EXTRACTED ENTRIES Start Marker

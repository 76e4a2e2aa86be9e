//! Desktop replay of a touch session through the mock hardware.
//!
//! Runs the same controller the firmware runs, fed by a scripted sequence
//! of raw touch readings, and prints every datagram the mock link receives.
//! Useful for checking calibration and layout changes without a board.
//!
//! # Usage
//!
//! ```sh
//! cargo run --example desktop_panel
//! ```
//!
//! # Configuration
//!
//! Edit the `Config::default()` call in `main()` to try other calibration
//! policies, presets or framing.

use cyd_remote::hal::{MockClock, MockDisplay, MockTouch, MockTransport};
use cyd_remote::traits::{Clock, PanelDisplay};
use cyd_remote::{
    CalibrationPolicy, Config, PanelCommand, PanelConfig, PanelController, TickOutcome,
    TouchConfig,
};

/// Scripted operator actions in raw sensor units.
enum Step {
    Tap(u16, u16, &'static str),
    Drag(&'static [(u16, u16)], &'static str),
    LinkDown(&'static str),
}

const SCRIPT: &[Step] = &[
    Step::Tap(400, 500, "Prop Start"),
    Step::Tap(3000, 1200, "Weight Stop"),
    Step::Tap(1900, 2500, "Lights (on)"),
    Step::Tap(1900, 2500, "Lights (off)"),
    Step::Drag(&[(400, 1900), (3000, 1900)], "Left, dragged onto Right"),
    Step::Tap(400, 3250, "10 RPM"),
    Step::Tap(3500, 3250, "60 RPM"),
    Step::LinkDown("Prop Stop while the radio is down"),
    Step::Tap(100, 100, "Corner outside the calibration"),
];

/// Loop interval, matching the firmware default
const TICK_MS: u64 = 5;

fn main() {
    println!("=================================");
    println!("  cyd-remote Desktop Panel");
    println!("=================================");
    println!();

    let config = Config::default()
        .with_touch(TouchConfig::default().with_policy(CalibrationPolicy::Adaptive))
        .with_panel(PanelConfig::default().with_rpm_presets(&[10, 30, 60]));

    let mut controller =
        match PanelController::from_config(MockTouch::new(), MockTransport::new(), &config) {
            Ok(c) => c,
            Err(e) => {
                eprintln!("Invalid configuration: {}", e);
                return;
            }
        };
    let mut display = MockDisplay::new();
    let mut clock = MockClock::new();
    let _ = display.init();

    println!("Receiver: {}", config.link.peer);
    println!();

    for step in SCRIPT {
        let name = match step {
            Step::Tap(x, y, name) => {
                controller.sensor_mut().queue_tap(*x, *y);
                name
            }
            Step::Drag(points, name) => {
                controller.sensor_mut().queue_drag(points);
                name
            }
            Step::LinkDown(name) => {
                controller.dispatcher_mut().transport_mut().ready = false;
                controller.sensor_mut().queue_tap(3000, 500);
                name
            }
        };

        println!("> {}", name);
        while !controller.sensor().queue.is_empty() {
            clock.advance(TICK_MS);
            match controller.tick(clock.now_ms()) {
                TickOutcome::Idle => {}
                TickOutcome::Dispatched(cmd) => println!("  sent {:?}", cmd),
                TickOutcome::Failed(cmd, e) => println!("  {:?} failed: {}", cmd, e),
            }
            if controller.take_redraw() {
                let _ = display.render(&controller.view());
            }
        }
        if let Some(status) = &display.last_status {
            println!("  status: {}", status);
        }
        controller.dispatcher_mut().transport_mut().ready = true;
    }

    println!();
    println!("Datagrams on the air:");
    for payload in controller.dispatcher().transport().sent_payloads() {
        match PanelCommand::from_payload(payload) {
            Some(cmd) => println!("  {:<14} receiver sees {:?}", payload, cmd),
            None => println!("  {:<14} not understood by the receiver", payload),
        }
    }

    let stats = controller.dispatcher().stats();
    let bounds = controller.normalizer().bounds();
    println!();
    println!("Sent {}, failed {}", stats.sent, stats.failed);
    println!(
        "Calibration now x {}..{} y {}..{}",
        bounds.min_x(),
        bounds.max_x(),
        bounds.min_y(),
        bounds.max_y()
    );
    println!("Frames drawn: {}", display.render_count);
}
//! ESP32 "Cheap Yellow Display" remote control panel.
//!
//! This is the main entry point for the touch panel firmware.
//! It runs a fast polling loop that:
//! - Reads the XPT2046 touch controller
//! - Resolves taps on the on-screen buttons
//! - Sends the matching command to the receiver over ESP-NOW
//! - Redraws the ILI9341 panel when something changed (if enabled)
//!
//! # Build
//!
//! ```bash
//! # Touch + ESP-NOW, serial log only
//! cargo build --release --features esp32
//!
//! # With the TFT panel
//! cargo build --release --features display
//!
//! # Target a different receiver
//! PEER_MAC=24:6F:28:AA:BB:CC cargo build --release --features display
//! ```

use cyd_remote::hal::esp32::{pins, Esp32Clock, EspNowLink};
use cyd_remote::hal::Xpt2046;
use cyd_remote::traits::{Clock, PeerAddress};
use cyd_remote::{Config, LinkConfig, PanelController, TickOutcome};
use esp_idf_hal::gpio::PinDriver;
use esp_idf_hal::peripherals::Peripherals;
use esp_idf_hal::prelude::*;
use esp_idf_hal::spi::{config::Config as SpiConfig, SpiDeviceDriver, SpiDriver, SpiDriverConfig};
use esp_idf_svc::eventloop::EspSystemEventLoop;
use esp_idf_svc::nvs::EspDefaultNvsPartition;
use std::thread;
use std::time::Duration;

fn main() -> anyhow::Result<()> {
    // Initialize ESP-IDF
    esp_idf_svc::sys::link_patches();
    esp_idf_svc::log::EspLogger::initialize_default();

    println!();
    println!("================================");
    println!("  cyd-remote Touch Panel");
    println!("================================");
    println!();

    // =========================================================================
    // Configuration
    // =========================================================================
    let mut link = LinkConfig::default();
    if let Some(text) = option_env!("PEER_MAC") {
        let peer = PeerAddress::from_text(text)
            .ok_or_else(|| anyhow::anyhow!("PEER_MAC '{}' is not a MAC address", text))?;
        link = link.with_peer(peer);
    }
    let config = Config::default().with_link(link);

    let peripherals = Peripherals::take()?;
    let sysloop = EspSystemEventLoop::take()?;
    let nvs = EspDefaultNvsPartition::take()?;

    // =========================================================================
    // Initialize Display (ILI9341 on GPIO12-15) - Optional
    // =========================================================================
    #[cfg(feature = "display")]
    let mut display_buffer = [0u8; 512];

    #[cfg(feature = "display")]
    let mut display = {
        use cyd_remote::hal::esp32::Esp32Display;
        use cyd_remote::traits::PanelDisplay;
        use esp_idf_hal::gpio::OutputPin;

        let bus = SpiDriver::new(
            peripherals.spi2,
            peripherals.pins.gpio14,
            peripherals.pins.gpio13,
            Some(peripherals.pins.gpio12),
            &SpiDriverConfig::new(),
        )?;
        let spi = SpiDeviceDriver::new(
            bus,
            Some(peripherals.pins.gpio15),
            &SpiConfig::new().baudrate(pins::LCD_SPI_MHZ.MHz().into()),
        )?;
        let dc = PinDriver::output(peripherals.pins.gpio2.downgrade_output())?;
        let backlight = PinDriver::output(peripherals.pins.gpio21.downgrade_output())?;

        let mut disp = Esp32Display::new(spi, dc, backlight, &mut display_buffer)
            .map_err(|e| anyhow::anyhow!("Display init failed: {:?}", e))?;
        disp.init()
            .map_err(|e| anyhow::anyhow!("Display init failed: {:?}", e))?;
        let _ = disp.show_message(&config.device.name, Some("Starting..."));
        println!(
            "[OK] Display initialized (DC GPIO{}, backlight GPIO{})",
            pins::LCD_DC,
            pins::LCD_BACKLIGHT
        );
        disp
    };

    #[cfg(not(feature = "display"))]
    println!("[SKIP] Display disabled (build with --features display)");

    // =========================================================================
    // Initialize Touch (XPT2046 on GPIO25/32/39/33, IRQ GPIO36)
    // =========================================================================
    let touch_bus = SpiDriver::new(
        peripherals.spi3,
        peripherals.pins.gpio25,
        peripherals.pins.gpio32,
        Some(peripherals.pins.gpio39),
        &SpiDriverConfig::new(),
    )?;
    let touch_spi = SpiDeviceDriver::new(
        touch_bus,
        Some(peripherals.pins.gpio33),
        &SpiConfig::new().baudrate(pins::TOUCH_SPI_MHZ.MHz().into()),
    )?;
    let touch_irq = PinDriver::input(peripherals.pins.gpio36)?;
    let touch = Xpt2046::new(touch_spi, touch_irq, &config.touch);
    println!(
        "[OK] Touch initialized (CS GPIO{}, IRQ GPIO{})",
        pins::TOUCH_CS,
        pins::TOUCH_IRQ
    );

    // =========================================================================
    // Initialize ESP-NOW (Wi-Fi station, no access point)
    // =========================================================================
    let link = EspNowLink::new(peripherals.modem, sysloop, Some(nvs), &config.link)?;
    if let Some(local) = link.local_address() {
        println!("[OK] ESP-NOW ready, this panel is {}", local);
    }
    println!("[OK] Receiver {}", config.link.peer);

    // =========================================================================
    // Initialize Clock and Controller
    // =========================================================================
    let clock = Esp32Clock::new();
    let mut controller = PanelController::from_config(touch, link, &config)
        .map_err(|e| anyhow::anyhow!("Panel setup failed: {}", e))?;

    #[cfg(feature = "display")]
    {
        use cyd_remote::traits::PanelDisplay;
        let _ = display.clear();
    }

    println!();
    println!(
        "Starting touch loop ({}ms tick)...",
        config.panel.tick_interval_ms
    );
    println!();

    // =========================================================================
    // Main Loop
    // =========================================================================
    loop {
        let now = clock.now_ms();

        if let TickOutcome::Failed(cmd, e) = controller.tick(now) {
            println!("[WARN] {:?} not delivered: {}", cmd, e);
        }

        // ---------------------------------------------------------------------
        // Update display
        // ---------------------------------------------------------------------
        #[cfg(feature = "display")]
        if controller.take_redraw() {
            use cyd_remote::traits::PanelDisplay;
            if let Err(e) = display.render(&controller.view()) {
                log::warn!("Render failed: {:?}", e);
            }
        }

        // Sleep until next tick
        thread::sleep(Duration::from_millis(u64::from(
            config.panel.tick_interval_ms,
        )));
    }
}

EXTRACTED ENTRIES End Marker

- WHAT TO WORK ON
Taking the lines above, repeat exactly those from the line that contains "the on-screen buttons" through the line that contains "use cyd_remote::hal::Xpt2046;", and both of those lines as well. Include nothing else.

- TASK RESPONSE
//! - Resolves taps on the on-screen buttons
//! - Sends the matching command to the receiver over ESP-NOW
//! - Redraws the ILI9341 panel when something changed (if enabled)
//!
//! # Build
//!
//! ```bash
//! # Touch + ESP-NOW, serial log only
//! cargo build --release --features esp32
//!
//! # With the TFT panel
//! cargo build --release --features display
//!
//! # Target a different receiver
//! PEER_MAC=24:6F:28:AA:BB:CC cargo build --release --features display
//! ```

use cyd_remote::hal::esp32::{pins, Esp32Clock, EspNowLink};
use cyd_remote::hal::Xpt2046;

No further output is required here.